To a wide range of consumers, certain motifs — such as the Elsa Peretti bean from Tiffany & Company or the clover-shaped Alhambra from Van Cleef & Arpels — are as emblematic of those large luxury brands as a blatant logo.

Many lesser-known jewelry lines also have similarly recognizable details — like a particular recurring shape or style of enameling — that are easy to spot, even if only by a considerably smaller group of fashion-aware cognoscenti.

“It’s kind of a hidden, secret club,” said Laura Kay, the owner of Tomfoolery London, a boutique that specializes in tastemaker jewelry brands like Ruth Tomlinson and Artemer.

“It’s a little bit like a cult following,” she added. “People feel like they’re part of ‘If you know, you know.’”

Nancy Cuocci, a publicist in New York City, frequently wears a necklace with that type of appeal: an 18-karat-gold locket by the French jeweler Marie Lichtenberg that she has had for about a year.
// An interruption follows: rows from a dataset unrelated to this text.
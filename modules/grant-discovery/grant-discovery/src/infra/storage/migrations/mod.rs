use sea_orm_migration::prelude::*;

mod m20250601_000001_initial;

pub struct Migrator;

#[async_trait::async_trait]
impl MigratorTrait for Migrator {
    fn migrations() -> Vec<Box<dyn MigrationTrait>> {
        vec![Box::new(m20250601_000001_initial::Migration)]
    }
}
It does not have a logo, but the necklace’s distinctive hexagonal shape and decorative etching unmistakably convey to those familiar with the line that it is a Lichtenberg piece.

“When you see someone else wearing it, you’re like, ‘Oh, kind of similar taste levels,’” she said in a phone interview.

The necklace has a different allure, Ms. Cuocci said, from something that is popular with a larger group of jewelry lovers.

“The Love bracelet’s a perfect example,” she said, referring to Cartier’s popular gold oval with tiny screws, “where I’m like, ‘That’s a lovely piece to have, but you sort of feel like everyone has it.’ I don’t feel like it’s something that I necessarily want to splurge on.”

On the other hand, she added, her locket “feels a little special.”

Part of the appeal of these distinguishable niche brands certainly seems to be their lack of extensive advertising, global boutiques or ownership by a large corporation.

“I think it’s worked because it was not branded and it was genuine,” Ms. Lichtenberg, the necklace’s designer, said from her studio in the St.-Germain-de-Prés neighborhood of Paris. A former fashion magazine editor who was “fed for years about logos and branding,” she said that her four-year-old line didn’t feel like “LVMH or any big, big group is behind the product,” referring to the luxury-goods conglomerate.

Recognizable jewelry from independently owned brands comes in many shapes and sizes. Take Ted Muehling, a New York-based designer whose earthy work includes drop earrings in stones such as turquoise, blue chalcedony, lapis lazuli and chrysoprase. Fans say details like each stone’s cut and the distinctive flourish on the curved ear wires of his earrings make his pieces identifiable.

The English designer Alice Cicolini, whose work is sold by retailers like Dover Street Market, uses characteristic elements such as cold lacquer in her jewelry. And Polly Wales, a brand carried by Ms. Kay’s London store, includes similarly distinctive pieces with brightly colored sapphires in unconventional shapes and settings.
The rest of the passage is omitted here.